### [Aim of the exercise]
Determine how many lines of the data below contain "crate", then give only that number.

### [Dataset excerpts]
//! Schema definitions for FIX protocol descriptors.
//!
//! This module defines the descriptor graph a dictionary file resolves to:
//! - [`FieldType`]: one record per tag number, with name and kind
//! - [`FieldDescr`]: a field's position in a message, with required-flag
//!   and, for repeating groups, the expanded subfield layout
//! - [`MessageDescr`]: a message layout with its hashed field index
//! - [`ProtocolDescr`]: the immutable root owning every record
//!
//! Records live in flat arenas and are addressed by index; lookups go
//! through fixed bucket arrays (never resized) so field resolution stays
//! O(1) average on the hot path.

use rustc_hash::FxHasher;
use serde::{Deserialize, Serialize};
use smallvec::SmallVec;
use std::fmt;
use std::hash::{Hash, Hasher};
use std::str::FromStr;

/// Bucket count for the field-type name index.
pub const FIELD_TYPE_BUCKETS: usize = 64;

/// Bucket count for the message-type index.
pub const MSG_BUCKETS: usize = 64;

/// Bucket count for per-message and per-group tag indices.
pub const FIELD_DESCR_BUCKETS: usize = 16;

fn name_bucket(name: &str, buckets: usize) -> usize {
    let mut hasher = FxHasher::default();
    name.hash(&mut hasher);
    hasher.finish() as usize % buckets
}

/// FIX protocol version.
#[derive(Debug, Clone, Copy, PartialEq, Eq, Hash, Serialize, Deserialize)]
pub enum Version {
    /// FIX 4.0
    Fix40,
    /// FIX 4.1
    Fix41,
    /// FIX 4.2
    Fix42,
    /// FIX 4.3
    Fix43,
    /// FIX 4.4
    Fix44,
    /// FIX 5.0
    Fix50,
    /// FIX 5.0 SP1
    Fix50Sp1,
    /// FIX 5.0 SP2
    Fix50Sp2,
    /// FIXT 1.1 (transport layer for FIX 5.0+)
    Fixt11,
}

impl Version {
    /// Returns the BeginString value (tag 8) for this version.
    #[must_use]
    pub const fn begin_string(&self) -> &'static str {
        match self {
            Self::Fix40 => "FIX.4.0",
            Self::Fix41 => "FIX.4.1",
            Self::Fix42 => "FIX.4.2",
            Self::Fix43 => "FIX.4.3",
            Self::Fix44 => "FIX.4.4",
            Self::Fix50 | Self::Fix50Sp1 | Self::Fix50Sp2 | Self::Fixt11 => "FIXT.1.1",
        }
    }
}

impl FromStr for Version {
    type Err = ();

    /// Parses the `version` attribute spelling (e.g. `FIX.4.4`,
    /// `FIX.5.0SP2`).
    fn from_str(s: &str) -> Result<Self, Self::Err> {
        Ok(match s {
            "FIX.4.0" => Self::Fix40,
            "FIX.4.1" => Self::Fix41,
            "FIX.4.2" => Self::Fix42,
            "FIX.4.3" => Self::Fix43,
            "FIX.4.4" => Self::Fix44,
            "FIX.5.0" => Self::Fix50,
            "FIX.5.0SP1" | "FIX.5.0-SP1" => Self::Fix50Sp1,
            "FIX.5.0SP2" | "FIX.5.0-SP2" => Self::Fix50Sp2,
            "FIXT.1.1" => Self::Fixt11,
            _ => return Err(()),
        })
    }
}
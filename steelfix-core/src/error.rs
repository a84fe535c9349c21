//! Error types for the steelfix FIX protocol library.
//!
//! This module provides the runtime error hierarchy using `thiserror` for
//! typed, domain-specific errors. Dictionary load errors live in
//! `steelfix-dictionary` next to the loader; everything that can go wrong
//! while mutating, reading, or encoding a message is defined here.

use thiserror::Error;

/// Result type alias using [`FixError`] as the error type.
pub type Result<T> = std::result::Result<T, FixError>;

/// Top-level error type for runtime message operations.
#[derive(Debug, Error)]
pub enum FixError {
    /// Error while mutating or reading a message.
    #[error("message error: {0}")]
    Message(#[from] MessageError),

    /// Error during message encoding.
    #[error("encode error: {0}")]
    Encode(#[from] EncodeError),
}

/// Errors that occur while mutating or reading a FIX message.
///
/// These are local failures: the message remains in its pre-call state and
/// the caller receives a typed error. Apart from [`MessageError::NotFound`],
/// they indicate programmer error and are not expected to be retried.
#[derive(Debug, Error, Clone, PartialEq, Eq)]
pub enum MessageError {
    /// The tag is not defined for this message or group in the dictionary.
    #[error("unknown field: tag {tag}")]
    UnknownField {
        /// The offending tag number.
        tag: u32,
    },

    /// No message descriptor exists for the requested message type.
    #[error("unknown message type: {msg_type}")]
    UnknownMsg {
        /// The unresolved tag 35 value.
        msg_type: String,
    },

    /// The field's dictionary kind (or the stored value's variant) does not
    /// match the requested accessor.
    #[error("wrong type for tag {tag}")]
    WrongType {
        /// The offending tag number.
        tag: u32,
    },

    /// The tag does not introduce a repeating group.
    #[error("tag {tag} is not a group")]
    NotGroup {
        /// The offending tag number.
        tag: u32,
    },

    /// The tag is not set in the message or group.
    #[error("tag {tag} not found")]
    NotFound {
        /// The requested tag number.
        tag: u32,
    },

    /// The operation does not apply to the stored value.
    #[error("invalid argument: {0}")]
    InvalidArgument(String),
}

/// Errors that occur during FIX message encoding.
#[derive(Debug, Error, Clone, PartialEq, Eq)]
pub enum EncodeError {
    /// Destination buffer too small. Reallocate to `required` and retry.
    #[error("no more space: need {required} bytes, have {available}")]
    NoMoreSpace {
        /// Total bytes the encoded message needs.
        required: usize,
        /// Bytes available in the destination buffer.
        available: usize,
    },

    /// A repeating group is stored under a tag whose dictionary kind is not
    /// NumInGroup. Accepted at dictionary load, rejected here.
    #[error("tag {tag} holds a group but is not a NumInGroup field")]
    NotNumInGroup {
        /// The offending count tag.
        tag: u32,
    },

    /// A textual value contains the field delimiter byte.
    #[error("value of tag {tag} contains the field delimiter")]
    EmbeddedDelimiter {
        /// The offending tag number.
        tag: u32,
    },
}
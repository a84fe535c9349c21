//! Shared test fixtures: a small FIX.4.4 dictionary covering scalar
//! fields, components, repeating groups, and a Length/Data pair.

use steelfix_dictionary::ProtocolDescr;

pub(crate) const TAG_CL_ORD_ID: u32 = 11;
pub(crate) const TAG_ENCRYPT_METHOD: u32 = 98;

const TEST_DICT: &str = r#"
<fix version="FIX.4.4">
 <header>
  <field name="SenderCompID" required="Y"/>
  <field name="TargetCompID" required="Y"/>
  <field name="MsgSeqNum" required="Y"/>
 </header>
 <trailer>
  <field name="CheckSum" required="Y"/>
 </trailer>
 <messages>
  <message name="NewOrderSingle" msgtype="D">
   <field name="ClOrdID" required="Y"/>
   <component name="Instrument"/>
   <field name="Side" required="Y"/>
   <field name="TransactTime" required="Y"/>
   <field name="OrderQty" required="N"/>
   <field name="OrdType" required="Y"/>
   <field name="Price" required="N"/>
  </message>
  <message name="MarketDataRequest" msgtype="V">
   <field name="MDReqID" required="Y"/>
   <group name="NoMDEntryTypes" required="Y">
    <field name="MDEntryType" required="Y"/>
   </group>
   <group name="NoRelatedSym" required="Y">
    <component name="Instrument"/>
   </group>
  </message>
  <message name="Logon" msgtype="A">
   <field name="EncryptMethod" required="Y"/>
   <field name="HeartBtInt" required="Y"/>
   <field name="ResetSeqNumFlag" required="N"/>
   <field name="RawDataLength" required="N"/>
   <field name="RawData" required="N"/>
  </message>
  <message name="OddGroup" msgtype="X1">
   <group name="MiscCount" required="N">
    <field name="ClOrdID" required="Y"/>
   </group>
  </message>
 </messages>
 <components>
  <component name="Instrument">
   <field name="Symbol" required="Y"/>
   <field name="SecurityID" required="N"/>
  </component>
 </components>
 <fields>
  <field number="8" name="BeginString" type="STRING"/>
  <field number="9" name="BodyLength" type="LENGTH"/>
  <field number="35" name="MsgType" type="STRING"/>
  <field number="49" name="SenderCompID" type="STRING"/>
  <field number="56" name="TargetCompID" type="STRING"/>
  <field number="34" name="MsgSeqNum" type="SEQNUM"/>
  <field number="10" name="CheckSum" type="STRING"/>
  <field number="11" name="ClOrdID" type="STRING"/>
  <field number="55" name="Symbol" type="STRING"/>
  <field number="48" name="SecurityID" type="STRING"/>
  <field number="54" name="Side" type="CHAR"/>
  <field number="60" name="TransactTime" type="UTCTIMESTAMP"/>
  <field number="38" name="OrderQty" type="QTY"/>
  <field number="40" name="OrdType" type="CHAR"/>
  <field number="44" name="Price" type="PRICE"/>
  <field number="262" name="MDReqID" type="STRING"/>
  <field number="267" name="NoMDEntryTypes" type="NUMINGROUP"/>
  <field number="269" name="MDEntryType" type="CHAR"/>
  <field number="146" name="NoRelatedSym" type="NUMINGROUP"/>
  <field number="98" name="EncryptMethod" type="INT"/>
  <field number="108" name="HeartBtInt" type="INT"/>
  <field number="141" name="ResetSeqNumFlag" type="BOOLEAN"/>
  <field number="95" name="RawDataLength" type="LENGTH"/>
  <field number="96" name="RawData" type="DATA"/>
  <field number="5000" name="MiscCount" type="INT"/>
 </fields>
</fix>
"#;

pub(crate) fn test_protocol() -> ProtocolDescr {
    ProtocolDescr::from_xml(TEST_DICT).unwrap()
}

### [Exercise answer]
3